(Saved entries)
-----

//! Query analysis value objects.
//!
//! A [`QueryAnalysis`] is derived once per query by the analyzer, consumed by
//! retrieval and ranking, and discarded after selection.

use serde::{Deserialize, Serialize};

/// Estimated complexity of a user query
#[derive(Debug, Clone, Copy, PartialEq, Eq, Hash, Default, Serialize, Deserialize)]
#[serde(rename_all = "lowercase")]
pub enum Complexity {
    Low,
    #[default]
    Medium,
    High,
}

impl Complexity {
    pub fn as_str(&self) -> &'static str {
        match self {
            Complexity::Low => "low",
            Complexity::Medium => "medium",
            Complexity::High => "high",
        }
    }
}

impl std::fmt::Display for Complexity {
    fn fmt(&self, f: &mut std::fmt::Formatter<'_>) -> std::fmt::Result {
        write!(f, "{}", self.as_str())
    }
}

impl std::str::FromStr for Complexity {
    type Err = String;

    fn from_str(s: &str) -> Result<Self, Self::Err> {
        match s.trim().to_lowercase().as_str() {
            "low" | "simple" => Ok(Complexity::Low),
            "medium" | "moderate" => Ok(Complexity::Medium),
            "high" | "complex" => Ok(Complexity::High),
            other => Err(format!("Unknown complexity: {}", other)),
        }
    }
}

/// Structured intent/domain/complexity profile of a free-text query
///
/// Field names on the wire follow the analyzer prompt contract
/// (`medicalTerms` in camelCase), while `medical_terms` is accepted too.
#[derive(Debug, Clone, PartialEq, Serialize, Deserialize)]
#[serde(rename_all = "camelCase")]
pub struct QueryAnalysis {
    /// Free-form classification label, e.g. "diagnosis" or "general"
    #[serde(default = "default_intent")]
    pub intent: String,
    /// Ordered topic tags; the first one is the primary search filter
    #[serde(default)]
    pub domains: Vec<String>,
    #[serde(default)]
    pub complexity: Complexity,
    #[serde(default)]
    pub keywords: Vec<String>,
    #[serde(default, alias = "medical_terms")]
    pub medical_terms: Vec<String>,
    #[serde(default = "default_confidence")]
    pub confidence: f64,
}

/// Intent assigned when nothing more specific is known
pub const GENERAL_INTENT: &str = "general";

/// Confidence of the neutral analysis
pub const NEUTRAL_CONFIDENCE: f64 = 0.5;

fn default_intent() -> String {
    GENERAL_INTENT.to_string()
}

fn default_confidence() -> f64 {
    NEUTRAL_CONFIDENCE
}

impl QueryAnalysis {
    /// The neutral analysis returned whenever the analyzer cannot produce one.
    ///
    /// Downstream stages treat it as weak evidence, never as an error.
    pub fn neutral() -> Self {
        Self {
            intent: default_intent(),
            domains: Vec::new(),
            complexity: Complexity::Medium,
            keywords: Vec::new(),
            medical_terms: Vec::new(),
            confidence: NEUTRAL_CONFIDENCE,
        }
    }

    pub fn with_intent(mut self, intent: impl Into<String>) -> Self {
        self.intent = intent.into();
        self
    }

    pub fn with_domains<I, S>(mut self, domains: I) -> Self
    where
        I: IntoIterator<Item = S>,
        S: Into<String>,
    {
        self.domains = domains.into_iter().map(Into::into).collect();
        self
    }

    pub fn with_keywords<I, S>(mut self, keywords: I) -> Self
    where
        I: IntoIterator<Item = S>,
        S: Into<String>,
    {
        self.keywords = keywords.into_iter().map(Into::into).collect();
        self
    }

    pub fn with_complexity(mut self, complexity: Complexity) -> Self {
        self.complexity = complexity;
        self
    }

    pub fn with_confidence(mut self, confidence: f64) -> Self {
        self.confidence = confidence.clamp(0.0, 1.0);
        self
    }

    /// The first domain, used as the primary knowledge-domain search filter.
    pub fn primary_domain(&self) -> Option<&str> {
        self.domains.first().map(String::as_str)
    }

    /// Whether the intent carries information beyond the general fallback.
    pub fn has_specific_intent(&self) -> bool {
        !self.intent.trim().is_empty() && !self.intent.eq_ignore_ascii_case(GENERAL_INTENT)
    }

    /// Intent, keywords and domain terms as one list, for capability matching.
    pub fn match_terms(&self) -> Vec<&str> {
        let mut terms = Vec::with_capacity(1 + self.keywords.len() + self.medical_terms.len());
        if self.has_specific_intent() {
            terms.push(self.intent.as_str());
        }
        terms.extend(self.keywords.iter().map(String::as_str));
        terms.extend(self.medical_terms.iter().map(String::as_str));
        terms
    }
}

impl Default for QueryAnalysis {
    fn default() -> Self {
        Self::neutral()
    }
}
//! Output formatting for command results

pub mod console;
pub mod formatter;
pub mod json;
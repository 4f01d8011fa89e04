//! Synthesize Responses use case
//!
//! Wraps the domain [`ResponseSynthesizer`] with the pipeline's logging and
//! metrics.

use crate::ports::metrics::{MetricsSink, NoMetrics, OperationRecord, operation};
use panel_domain::synthesis::conflict::NO_RESOLUTION;
use panel_domain::{
    AgentResponse, ResponseSynthesizer, StrategyChoice, SynthesisContext, SynthesisError,
    SynthesizedResponse,
};
use std::sync::Arc;
use std::time::Instant;
use tracing::{info, warn};

/// Use case for merging several agent responses into one answer
pub struct SynthesizeResponsesUseCase {
    synthesizer: ResponseSynthesizer,
    metrics: Arc<dyn MetricsSink>,
}

impl SynthesizeResponsesUseCase {
    pub fn new(synthesizer: ResponseSynthesizer) -> Self {
        Self {
            synthesizer,
            metrics: Arc::new(NoMetrics),
        }
    }

    pub fn with_metrics(mut self, metrics: Arc<dyn MetricsSink>) -> Self {
        self.metrics = metrics;
        self
    }

    pub fn synthesizer(&self) -> &ResponseSynthesizer {
        &self.synthesizer
    }

    pub fn execute(
        &self,
        responses: &[AgentResponse],
        context: &SynthesisContext,
        strategy: Option<&str>,
    ) -> Result<SynthesizedResponse, SynthesisError> {
        let started = Instant::now();
        let (result, choice) = self
            .synthesizer
            .synthesize_with_choice(responses, context, strategy)?;

        if choice == StrategyChoice::UnknownRequested {
            warn!(
                requested = strategy.unwrap_or_default(),
                selected = %result.metadata.strategy,
                "Unknown synthesis strategy, selected automatically"
            );
        }
        for conflict in result
            .metadata
            .conflicts
            .iter()
            .filter(|c| c.resolution == NO_RESOLUTION)
        {
            warn!(
                event = "conflict_resolution_unavailable",
                conflict_type = %conflict.conflict_type,
                participants = ?conflict.participants,
                "Conflict left unresolved"
            );
        }

        let duration = started.elapsed();
        info!(
            event = "response_synthesis_completed",
            strategy = %result.metadata.strategy,
            participants = result.metadata.participant_count,
            conflicts = result.metadata.conflict_count,
            quality = result.metadata.quality_score,
            duration_ms = duration.as_millis() as u64,
            "Responses synthesized"
        );
        self.metrics.record(
            OperationRecord::new(operation::RESPONSE_SYNTHESIS, duration)
                .with_confidence(result.confidence)
                .with_result_count(result.metadata.participant_count)
                .with_extra("strategy", result.metadata.strategy.clone())
                .with_extra("conflict_count", result.metadata.conflict_count)
                .with_extra("resolution_count", result.metadata.resolution_count)
                .with_extra("quality_score", result.metadata.quality_score),
        );

        Ok(result)
    }
}

impl Default for SynthesizeResponsesUseCase {
    fn default() -> Self {
        Self::new(ResponseSynthesizer::default())
    }
}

-----

Task objective – Each line in the entries above that includes the string "OperationRecord" should be extracted.

Result of this task –
use crate::ports::metrics::{MetricsSink, NoMetrics, OperationRecord, operation};
            OperationRecord::new(operation::RESPONSE_SYNTHESIS, duration)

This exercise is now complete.